DIVISADERO de Michael Ondaatje




ele escreveu "o paciente inglês"...


"Como somos quase nada. Pensamos, na juventude, ser o centro do universo, mas estamos apensa reagindo, tomamos este ou aquele caminho por acidente, sobrevivemos ou nos aperfeiçoamos conforme a loteria da vida, com pouca escolha ou determinação de nossa parte."

"Esse menor espaço possível é onde Anna gostaria de estar agora. A verdade a respeito de sua vida aparece apenas em lugares como esse. Há vezes em que ela precisa esconder-se na paisagem de um desconhecido, para que possa olhar para o passado tulmutuoso da juventude, para a violência ainda não diminuída da própria nudez ensaguentada entre o pai e Coop,..."

" Vivemos permanentemente na recorrência das nossas próprias histórias, seja qual for a história que contemos."

" Aqueles que possuem o senso histórico de um órfão amam a história. E a minha voz tornou-se a de um órfão. Quem sabe tenha sido a vida desconhecida de minha mãe, seu retrato pouco desenhado, o que fez de mim uma arquivista, uma historiadora. Porque se você não saqueia o passado, a ausência alimenta-se de você."

"Foi aí que aprendi que as vezes entramos na arte para nos escondermos em meio a ela. É onde podemos ir para nos salvar, onde uma voz em terceira pessoa nos protege."
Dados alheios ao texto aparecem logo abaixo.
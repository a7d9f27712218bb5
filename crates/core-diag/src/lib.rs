//! The error reporter: formats parse/run diagnostics with source location,
//! logs them through `tracing`, and tallies the `fatals` count that decides
//! the final exit code (§7, §4.11 of the expanded spec).

use tracing::{error, info, warn};

#[derive(Debug, Clone, Copy, PartialEq, Eq, PartialOrd, Ord)]
pub enum Severity {
    Info,
    Warning,
    Fatal,
}

#[derive(Debug, Clone)]
pub struct Diagnostic {
    pub severity: Severity,
    pub file: String,
    pub line: u32,
    pub message: String,
}

impl Diagnostic {
    pub fn new(severity: Severity, file: impl Into<String>, line: u32, message: impl Into<String>) -> Self {
        Diagnostic {
            severity,
            file: file.into(),
            line,
            message: message.into(),
        }
    }

    pub fn info(file: impl Into<String>, line: u32, message: impl Into<String>) -> Self {
        Self::new(Severity::Info, file, line, message)
    }

    pub fn warning(file: impl Into<String>, line: u32, message: impl Into<String>) -> Self {
        Self::new(Severity::Warning, file, line, message)
    }

    pub fn fatal(file: impl Into<String>, line: u32, message: impl Into<String>) -> Self {
        Self::new(Severity::Fatal, file, line, message)
    }

    fn log(&self) {
        match self.severity {
            Severity::Info => info!(file = %self.file, line = self.line, "{}", self.message),
            Severity::Warning => warn!(file = %self.file, line = self.line, "{}", self.message),
            Severity::Fatal => error!(file = %self.file, line = self.line, "{}", self.message),
        }
    }
}

impl std::fmt::Display for Diagnostic {
    fn fmt(&self, f: &mut std::fmt::Formatter<'_>) -> std::fmt::Result {
        let label = match self.severity {
            Severity::Info => "info",
            Severity::Warning => "warning",
            Severity::Fatal => "error",
        };
        write!(f, "{}:{}: {}: {}", self.file, self.line, label, self.message)
    }
}

/// Accumulates every diagnostic raised during a run and derives the final
/// `fatals` count, optionally promoting `WARNING` to fatal under `-W`.
#[derive(Debug, Default)]
pub struct Diagnostics {
    entries: Vec<Diagnostic>,
    warnings_as_errors: bool,
}

impl Diagnostics {
    pub fn new(warnings_as_errors: bool) -> Self {
        Diagnostics {
            entries: Vec::new(),
            warnings_as_errors,
        }
    }

    /// Logs immediately (so diagnostics interleave with other `tracing`
    /// output in declaration order) and records for the end-of-run summary.
    pub fn report(&mut self, diag: Diagnostic) {
        diag.log();
        self.entries.push(diag);
    }

    pub fn fatals(&self) -> usize {
        self.entries
            .iter()
            .filter(|d| d.severity == Severity::Fatal || (self.warnings_as_errors && d.severity == Severity::Warning))
            .count()
    }

    pub fn has_fatal(&self) -> bool {
        self.fatals() > 0
    }

    pub fn entries(&self) -> &[Diagnostic] {
        &self.entries
    }

    /// Render the end-of-run summary (§7): one line per diagnostic plus a
    /// trailing total.
    pub fn summary(&self) -> String {
        let mut out = String::new();
        for d in &self.entries {
            out.push_str(&d.to_string());
            out.push('\n');
        }
        out.push_str(&format!(
            "{} error(s), {} warning(s)\n",
            self.entries.iter().filter(|d| d.severity == Severity::Fatal).count(),
            self.entries.iter().filter(|d| d.severity == Severity::Warning).count(),
        ));
        out
    }
}

/// Final per-target status printed at the end of a run (§7 "user-visible
/// failure behavior").
#[derive(Debug, Clone, Copy, PartialEq, Eq)]
pub enum TargetOutcome {
    UpToDate,
    Made,
    ErrorInSelfOrDependency,
    MissingPrerequisite,
}

impl std::fmt::Display for TargetOutcome {
    fn fmt(&self, f: &mut std::fmt::Formatter<'_>) -> std::fmt::Result {
        let s = match self {
            TargetOutcome::UpToDate => "is up to date",
            TargetOutcome::Made => "made",
            TargetOutcome::ErrorInSelfOrDependency => "not made due to error",
            TargetOutcome::MissingPrerequisite => "not made due to missing prerequisite",
        };
        write!(f, "{s}")
    }
}

pub fn format_target_report(name: &str, outcome: TargetOutcome) -> String {
    match outcome {
        TargetOutcome::UpToDate => format!("`{name}' is up to date."),
        _ => format!("`{name}' {outcome}."),
    }
}

pub fn format_cycle_report(names: &[String]) -> String {
    let mut out = String::from("cycle detected:\n");
    for (i, n) in names.iter().enumerate() {
        if i > 0 {
            out.push_str(" -> ");
        }
        out.push_str(n);
    }
    out.push_str(&format!(" -> {}", names.first().cloned().unwrap_or_default()));
    out
}

#[cfg(test)]
mod tests {
    use super::*;

    #[test]
    fn fatals_counts_fatal_only_by_default() {
        let mut d = Diagnostics::new(false);
        d.report(Diagnostic::warning("Makefile", 1, "dup commands"));
        d.report(Diagnostic::fatal("Makefile", 2, "bad op"));
        assert_eq!(d.fatals(), 1);
    }

    #[test]
    fn warnings_as_errors_promotes_warnings() {
        let mut d = Diagnostics::new(true);
        d.report(Diagnostic::warning("Makefile", 1, "dup commands"));
        assert_eq!(d.fatals(), 1);
        assert!(d.has_fatal());
    }

    #[test]
    fn target_report_formats_up_to_date_specially() {
        assert_eq!(
            format_target_report("all", TargetOutcome::UpToDate),
            "`all' is up to date."
        );
        assert_eq!(format_target_report("all", TargetOutcome::Made), "`all' made.");
    }

    #[test]
    fn cycle_report_closes_the_loop() {
        let report = format_cycle_report(&["A".to_string(), "B".to_string()]);
        assert_eq!(report, "cycle detected:\nA -> B -> A");
    }
}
" Qual você acha que é a sua missão? Vea the perguntara certa vez. E ela não soube responder. Apesar do seu desejo por um universo integrado, a vida dela dava a sensação de estar espalhada, cheia de muitos pequenos momentos, sem um propósito maior."


trechos de Divisadero.

Chove.
Dia típico de verao em sp.
Noite quente, e chuva.
O silencio da rua, e a certeza de que todos dormem.
pelo menos os normais.
os que vivem a vida normal.
Os vampiros da noite estao acordados, loucos por mais vida, mais inspiracao...

Aquelas arvores me lembram a california.
algum lugar da california naqueles dias, naqueles tempos...
uma paz... uma lembrança da certeza de nao ter nada com que se preocupar.